#### [What this task involves]
Among the records, how many lines carry the string "bool"? Give that number with nothing added.

◇ ◇ ◇

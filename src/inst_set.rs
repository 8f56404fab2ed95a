//! Instruction set registry
//!
//! Built once from a text table (or the built-in default list) and shared
//! read-only by every organism and worker thread afterwards.
//!
//! File format, one instruction per line, `#` starts a comment:
//!
//! ```text
//! [INST] name [redundancy [cost [first_time_cost [fail_prob [addl_time_cost]]]]]
//! ```
//!
//! Missing trailing fields default to redundancy 1 and zero costs.

use std::fs;
use std::path::Path;

use rand::Rng;
use tracing::{debug, warn};

use crate::error::InstSetError;
use crate::inst_lib::{self, HardwareKind, LibFlags, Op, NULL_INST_NAME};
use crate::sequence::Instruction;

const MAX_REDUNDANCY: i64 = 256;

/// Per-opcode record.
#[derive(Clone, Debug)]
pub struct InstEntry {
    pub name: String,
    pub op: Op,
    pub nop_mod: Option<usize>,
    pub flags: LibFlags,
    pub redundancy: u32,
    pub cost: u32,
    pub ft_cost: u32,
    pub prob_fail: f64,
    pub addl_time_cost: u32,
}

#[derive(Clone, Debug)]
pub struct InstSet {
    hardware: HardwareKind,
    entries: Vec<InstEntry>,
    /// Opcodes repeated by redundancy, for drawing random instructions
    mutation_chart: Vec<Instruction>,
    null_inst: Option<Instruction>,
}

impl InstSet {
    fn empty(hardware: HardwareKind) -> Self {
        Self { hardware, entries: Vec::new(), mutation_chart: Vec::new(), null_inst: None }
    }

    /// The built-in set for a hardware type.
    pub fn default_for(hardware: HardwareKind) -> Self {
        let names: &[&str] = match hardware {
            HardwareKind::Cpu => &inst_lib::DEFAULT_CPU_SET,
            HardwareKind::Gx => &inst_lib::DEFAULT_GX_SET,
        };
        let mut set = Self::empty(hardware);
        for &name in names {
            // Default names are checked by the library tests.
            if let Some(lib) = inst_lib::find_entry(hardware, name) {
                // Programid markers never arise by mutation.
                let redundancy = if lib.op.is_marker() { 0 } else { 1 };
                set.push_entry(lib, redundancy, 0, 0, 0.0, 0);
            }
        }
        set
    }

    /// Build a set from a list of names, all with redundancy 1.
    pub fn from_names(hardware: HardwareKind, names: &[&str]) -> Result<Self, InstSetError> {
        let text = names.join("\n");
        Self::load_str(hardware, &text)
    }

    pub fn load_file<P: AsRef<Path>>(hardware: HardwareKind, path: P) -> Result<Self, InstSetError> {
        let path = path.as_ref();
        let text = fs::read_to_string(path)
            .map_err(|source| InstSetError::Io { path: path.to_path_buf(), source })?;
        let set = Self::load_str(hardware, &text)?;
        debug!(path = %path.display(), size = set.len(), "loaded instruction set");
        Ok(set)
    }

    pub fn load_str(hardware: HardwareKind, text: &str) -> Result<Self, InstSetError> {
        let mut set = Self::empty(hardware);
        let mut seen_non_nop = false;

        for (lineno, raw) in text.lines().enumerate() {
            let line = raw.split('#').next().unwrap_or("").trim();
            if line.is_empty() {
                continue;
            }
            let mut fields = line.split_whitespace().peekable();
            if fields.peek().map_or(false, |f| f.eq_ignore_ascii_case("INST")) {
                fields.next();
            }
            let name = match fields.next() {
                Some(n) => n,
                None => continue,
            };
            if name == NULL_INST_NAME {
                return Err(InstSetError::Reserved(name.to_string()));
            }
            let lib = inst_lib::find_entry(hardware, name).ok_or_else(|| {
                InstSetError::UnknownInstruction {
                    name: name.to_string(),
                    hardware: hardware.to_string(),
                    suggestion: inst_lib::nearest_name(hardware, name).unwrap_or("").to_string(),
                }
            })?;

            let nums: Vec<&str> = fields.collect();
            let int_field = |i: usize, default: i64| -> Result<i64, InstSetError> {
                match nums.get(i) {
                    Some(s) => s.parse::<i64>().map_err(|_| InstSetError::Malformed {
                        line: lineno + 1,
                        reason: format!("'{}' is not an integer", s),
                    }),
                    None => Ok(default),
                }
            };
            let mut redundancy = int_field(0, 1)?;
            let cost = int_field(1, 0)?;
            let ft_cost = int_field(2, 0)?;
            let prob_fail = match nums.get(3) {
                Some(s) => s.parse::<f64>().map_err(|_| InstSetError::Malformed {
                    line: lineno + 1,
                    reason: format!("'{}' is not a probability", s),
                })?,
                None => 0.0,
            };
            let addl_time_cost = int_field(4, 0)?;

            if redundancy < 0 {
                warn!(instruction = name, "negative redundancy, skipping");
                continue;
            }
            if redundancy > MAX_REDUNDANCY {
                warn!(instruction = name, redundancy, "redundancy capped at {}", MAX_REDUNDANCY);
                redundancy = MAX_REDUNDANCY;
            }
            if lib.nop_mod.is_some() {
                if seen_non_nop {
                    return Err(InstSetError::NopOrder(name.to_string()));
                }
            } else {
                seen_non_nop = true;
            }
            if set.entries.len() >= u8::MAX as usize {
                return Err(InstSetError::TooLarge(set.entries.len() + 1));
            }
            set.push_entry(
                lib,
                redundancy as u32,
                cost.max(0) as u32,
                ft_cost.max(0) as u32,
                prob_fail.clamp(0.0, 1.0),
                addl_time_cost.max(0) as u32,
            );
        }

        if set.entries.is_empty() {
            return Err(InstSetError::Empty);
        }
        Ok(set)
    }

    fn push_entry(
        &mut self,
        lib: &inst_lib::LibEntry,
        redundancy: u32,
        cost: u32,
        ft_cost: u32,
        prob_fail: f64,
        addl_time_cost: u32,
    ) {
        let inst = Instruction(self.entries.len() as u8);
        self.entries.push(InstEntry {
            name: lib.name.to_string(),
            op: lib.op,
            nop_mod: lib.nop_mod,
            flags: lib.flags,
            redundancy,
            cost,
            ft_cost,
            prob_fail,
            addl_time_cost,
        });
        self.mutation_chart.extend(std::iter::repeat(inst).take(redundancy as usize));
    }

    /// Append the reserved null instruction (idempotent) and return it.
    ///
    /// The null instruction has zero redundancy so it never appears through
    /// mutation.
    pub fn activate_null_inst(&mut self) -> Instruction {
        if let Some(inst) = self.null_inst {
            return inst;
        }
        let inst = Instruction(self.entries.len() as u8);
        self.entries.push(InstEntry {
            name: NULL_INST_NAME.to_string(),
            op: Op::Null,
            nop_mod: None,
            flags: LibFlags::default(),
            redundancy: 0,
            cost: 0,
            ft_cost: 0,
            prob_fail: 0.0,
            addl_time_cost: 0,
        });
        self.null_inst = Some(inst);
        inst
    }

    /// A copy of this set with the null instruction activated.
    pub fn with_null_inst(&self) -> (Self, Instruction) {
        let mut set = self.clone();
        let null = set.activate_null_inst();
        (set, null)
    }

    pub fn null_inst(&self) -> Option<Instruction> {
        self.null_inst
    }

    pub fn hardware(&self) -> HardwareKind {
        self.hardware
    }

    /// Number of opcodes, including the null instruction when active.
    pub fn len(&self) -> usize {
        self.entries.len()
    }

    pub fn is_empty(&self) -> bool {
        self.entries.is_empty()
    }

    /// Number of opcodes mutations may produce (the null instruction excluded).
    pub fn num_mutable(&self) -> usize {
        self.entries.len() - usize::from(self.null_inst.is_some())
    }

    #[inline]
    pub fn entry(&self, inst: Instruction) -> &InstEntry {
        &self.entries[inst.op()]
    }

    pub fn entries(&self) -> &[InstEntry] {
        &self.entries
    }

    pub fn name(&self, inst: Instruction) -> &str {
        self.entries.get(inst.op()).map_or("(invalid)", |e| e.name.as_str())
    }

    #[inline]
    pub fn op(&self, inst: Instruction) -> Op {
        self.entries.get(inst.op()).map_or(Op::Null, |e| e.op)
    }

    /// Opcode for a name, if the set contains it.
    pub fn inst_by_name(&self, name: &str) -> Option<Instruction> {
        self.entries.iter().position(|e| e.name == name).map(|i| Instruction(i as u8))
    }

    /// Opcode for a name, failing with a suggestion when unknown.
    pub fn get_inst(&self, name: &str) -> Result<Instruction, InstSetError> {
        self.inst_by_name(name).ok_or_else(|| InstSetError::UnknownInstruction {
            name: name.to_string(),
            hardware: self.hardware.to_string(),
            suggestion: self.nearest_name(name),
        })
    }

    fn nearest_name(&self, name: &str) -> String {
        self.entries
            .iter()
            .min_by_key(|e| crate::sequence::str_edit_distance(&e.name, name))
            .map(|e| e.name.clone())
            .unwrap_or_default()
    }

    /// First opcode implementing `op`.
    pub fn find_op(&self, op: Op) -> Option<Instruction> {
        self.entries.iter().position(|e| e.op == op).map(|i| Instruction(i as u8))
    }

    #[inline]
    pub fn is_nop(&self, inst: Instruction) -> bool {
        self.entries.get(inst.op()).map_or(false, |e| e.nop_mod.is_some())
    }

    /// Modifier of a nop. Callers check [`InstSet::is_nop`] first.
    #[inline]
    pub fn nop_mod(&self, inst: Instruction) -> usize {
        self.entries.get(inst.op()).and_then(|e| e.nop_mod).unwrap_or(0)
    }

    #[inline]
    pub fn is_label(&self, inst: Instruction) -> bool {
        self.entries.get(inst.op()).map_or(false, |e| e.flags.label)
    }

    #[inline]
    pub fn is_promoter(&self, inst: Instruction) -> bool {
        self.entries.get(inst.op()).map_or(false, |e| e.flags.promoter)
    }

    #[inline]
    pub fn is_terminator(&self, inst: Instruction) -> bool {
        self.entries.get(inst.op()).map_or(false, |e| e.flags.terminator)
    }

    #[inline]
    pub fn cost(&self, inst: Instruction) -> u32 {
        self.entries.get(inst.op()).map_or(0, |e| e.cost)
    }

    #[inline]
    pub fn prob_fail(&self, inst: Instruction) -> f64 {
        self.entries.get(inst.op()).map_or(0.0, |e| e.prob_fail)
    }

    #[inline]
    pub fn addl_time_cost(&self, inst: Instruction) -> u32 {
        self.entries.get(inst.op()).map_or(0, |e| e.addl_time_cost)
    }

    /// Instruction used to fill newly allocated memory.
    pub fn default_inst(&self) -> Instruction {
        Instruction(0)
    }

    /// Draw an instruction weighted by redundancy.
    pub fn random_inst<R: Rng + ?Sized>(&self, rng: &mut R) -> Instruction {
        if self.mutation_chart.is_empty() {
            return self.default_inst();
        }
        self.mutation_chart[rng.random_range(0..self.mutation_chart.len())]
    }

    /// Render the set back to the text format.
    pub fn to_text(&self) -> String {
        let mut out = format!("# {} instruction set\n", self.hardware);
        for e in self.entries.iter().filter(|e| e.op != Op::Null) {
            out.push_str(&format!(
                "INST {:<12} {} {} {} {} {}\n",
                e.name, e.redundancy, e.cost, e.ft_cost, e.prob_fail, e.addl_time_cost
            ));
        }
        out
    }
}
//! Size merit
//!
//! An organism's base merit is derived from its genome size before task
//! bonuses are applied. Which size counts is configurable: the raw genome
//! length, the lines it copied, the lines it executed, or combinations.

use serde::{Deserialize, Serialize};

/// How the base merit of an organism is computed from its sizes.
#[derive(Clone, Copy, Debug, Default, PartialEq, Eq, Serialize, Deserialize)]
#[serde(rename_all = "snake_case")]
pub enum BaseMeritMethod {
    /// A fixed constant independent of size
    Const,
    /// Lines copied into the genome
    Copied,
    /// Lines executed during gestation
    Executed,
    /// Full genome length
    Full,
    /// Minimum of the three sizes
    #[default]
    Least,
    /// Square root of the minimum
    SqrtLeast,
}

/// Base merit for one organism.
pub fn calc_size_merit(
    method: BaseMeritMethod,
    const_merit: u32,
    genome_length: usize,
    copied_size: usize,
    executed_size: usize,
) -> u32 {
    match method {
        BaseMeritMethod::Const => const_merit,
        BaseMeritMethod::Copied => copied_size as u32,
        BaseMeritMethod::Executed => executed_size as u32,
        BaseMeritMethod::Full => genome_length as u32,
        BaseMeritMethod::Least => least(genome_length, copied_size, executed_size) as u32,
        BaseMeritMethod::SqrtLeast => {
            (least(genome_length, copied_size, executed_size) as f64).sqrt() as u32
        }
    }
}

fn least(genome_length: usize, copied_size: usize, executed_size: usize) -> usize {
    genome_length.min(copied_size).min(executed_size)
}

/// Get a merit method by name
pub fn get_merit_method(name: &str) -> Option<BaseMeritMethod> {
    match name {
        "const" | "constant" => Some(BaseMeritMethod::Const),
        "copied" | "copied_size" => Some(BaseMeritMethod::Copied),
        "executed" | "executed_size" => Some(BaseMeritMethod::Executed),
        "full" | "full_size" | "genome" => Some(BaseMeritMethod::Full),
        "least" | "least_size" => Some(BaseMeritMethod::Least),
        "sqrt_least" | "sqrt" => Some(BaseMeritMethod::SqrtLeast),
        _ => None,
    }
}

/// List available merit methods
pub fn list_merit_methods() -> Vec<(&'static str, &'static str)> {
    vec![
        ("const", "Constant merit regardless of size"),
        ("copied", "Number of lines copied"),
        ("executed", "Number of lines executed"),
        ("full", "Full genome length"),
        ("least", "Least of genome, copied and executed sizes (default)"),
        ("sqrt_least", "Square root of the least size"),
    ]
}

/// Fitness from merit and gestation time; zero when the organism never
/// finished a gestation.
pub fn fitness(merit: f64, gestation_time: u64) -> f64 {
    if gestation_time == 0 {
        0.0
    } else {
        merit / gestation_time as f64
    }
}

#[cfg(test)]
mod tests {
    use super::*;

    #[test]
    fn test_size_merit_methods() {
        assert_eq!(calc_size_merit(BaseMeritMethod::Const, 100, 50, 40, 30), 100);
        assert_eq!(calc_size_merit(BaseMeritMethod::Copied, 100, 50, 40, 30), 40);
        assert_eq!(calc_size_merit(BaseMeritMethod::Executed, 100, 50, 40, 30), 30);
        assert_eq!(calc_size_merit(BaseMeritMethod::Full, 100, 50, 40, 30), 50);
        assert_eq!(calc_size_merit(BaseMeritMethod::Least, 100, 50, 40, 30), 30);
        assert_eq!(calc_size_merit(BaseMeritMethod::SqrtLeast, 100, 50, 40, 36), 6);
    }

    #[test]
    fn test_lookup_by_name() {
        for (name, _) in list_merit_methods() {
            assert!(get_merit_method(name).is_some(), "{}", name);
        }
        assert_eq!(get_merit_method("bogus"), None);
    }

    #[test]
    fn test_serde_names() {
        let m: BaseMeritMethod = serde_yaml::from_str("sqrt_least").unwrap();
        assert_eq!(m, BaseMeritMethod::SqrtLeast);
        assert_eq!(serde_yaml::to_string(&BaseMeritMethod::Least).unwrap().trim(), "least");
    }

    #[test]
    fn test_fitness_zero_gestation() {
        assert_eq!(fitness(10.0, 0), 0.0);
        assert_eq!(fitness(10.0, 4), 2.5);
    }
}
#[cfg(test)]
mod tests {
    use super::*;
    use crate::analysis::{Baseline, TaskChange};
    use crate::knockout::{EffectCounts, KnockoutEffect};
    use crate::neighborhood::{PairTargets, StepSummary};
    use crate::inst_lib::HardwareKind;

    #[test]
    fn test_repetitive_genomes_compress() {
        let repetitive = Sequence::filled(200, Instruction(0));
        let varied = Sequence::from_insts((0..200u32).map(|i| Instruction(((i * 7 + i / 3) % 26) as u8)).collect());
        let r = genome_compressibility(&repetitive, 4);
        let v = genome_compressibility(&varied, 4);
        assert!(r > v, "{} vs {}", r, v);
        assert_eq!(compression_ratio(&[], 4), (0, 1.0));
    }

    #[test]
    fn test_step_record_csv() {
        let base = Baseline {
            genome: Sequence::filled(3, Instruction(0)),
            fitness: 1.0,
            merit: 1.0,
            gestation_time: 1,
            tasks: Vec::new(),
            target: None,
            neut_min: 0.99,
            neut_max: 1.01,
        };
        let mut stats = StepStats::new(&base, 3);
        stats.record(&base, 0, 0.0, &base.genome);
        stats.record(&base, 1, 1.0, &base.genome);
        stats.record_tasks(TaskChange { knockout: true, gained: false, target: false }, 0.5);
        let record = StepRecord::new("one_step", 1.0, &stats, 0.5, 2.5);
        let row = record.to_csv_row();
        assert_eq!(row.split(',').count(), StepRecord::csv_header().split(',').count());
        assert!(row.starts_with("one_step,1.000000,2,0.5000,0.0000,0.5000"));
        assert!(row.ends_with(",0.5000,0.500000,0.0000,0.000000,0.0000,0.000000"));
    }

    #[test]
    fn test_site_table() {
        let set = InstSet::default_for(HardwareKind::Cpu);
        let base = Baseline {
            genome: Sequence::filled(2, Instruction(0)),
            fitness: 1.0,
            merit: 1.0,
            gestation_time: 1,
            tasks: Vec::new(),
            target: None,
            neut_min: 0.99,
            neut_max: 1.01,
        };
        let mut first = StepStats::new(&base, 2);
        first.record(&base, 0, 0.0, &base.genome);
        first.record(&base, 0, 1.0, &base.genome);
        let results = NeighborhoodResults {
            base: base.clone(),
            alphabet: 2,
            one_step: StepSummary { stats: first.clone(), total_entropy: 1.0, complexity: 1.0 },
            two_step: None,
            pair_targets: PairTargets::default(),
            sites: vec![first, StepStats::new(&base, 2)],
            fitness: Vec::new(),
        };
        let name = set.name(Instruction(0));
        assert_eq!(site_table_header().split(',').count(), 7);
        assert_eq!(
            site_table_rows(&results, &set),
            vec![
                format!("0,{},0.5000,0.0000,0.5000,0.0000,1.0000", name),
                format!("1,{},0.0000,0.0000,0.0000,0.0000,0.0000", name),
            ]
        );
    }

    #[test]
    fn test_knockout_record_and_chart() {
        let set = InstSet::default_for(HardwareKind::Cpu);
        let info = KnockoutInfo {
            base_fitness: 0.25,
            counts: EffectCounts { dead: 1, neg: 0, neut: 1, pos: 0 },
            effects: vec![KnockoutEffect::Lethal, KnockoutEffect::Neutral],
            pairs: None,
            task_chart: Some(vec![vec![0, 1], vec![1, 1]]),
        };
        let record = KnockoutRecord::new(&info);
        assert_eq!(record.to_csv_row(), "2,0.250000,1,0,1,0,,,,");
        assert_eq!(record.to_csv_row().split(',').count(), KnockoutRecord::csv_header().split(',').count());

        let genome = Sequence::filled(2, Instruction(0));
        let rows = knockout_chart_rows(&info, &genome, &set);
        assert_eq!(rows, vec!["0,nop-A,lethal,0,1".to_string(), "1,nop-A,neutral,1,1".to_string()]);
    }

    #[test]
    fn test_write_csv() {
        let dir = std::env::temp_dir().join(format!("gx_metrics_test_{}", std::process::id()));
        let path = dir.join("out.csv");
        write_csv(&path, "a,b", vec!["1,2".to_string(), "3,4".to_string()]).unwrap();
        assert_eq!(fs::read_to_string(&path).unwrap(), "a,b\n1,2\n3,4\n");
        fs::remove_dir_all(&dir).unwrap();
    }
}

◇ ◇ ◇

#### [Result for this exercise]
5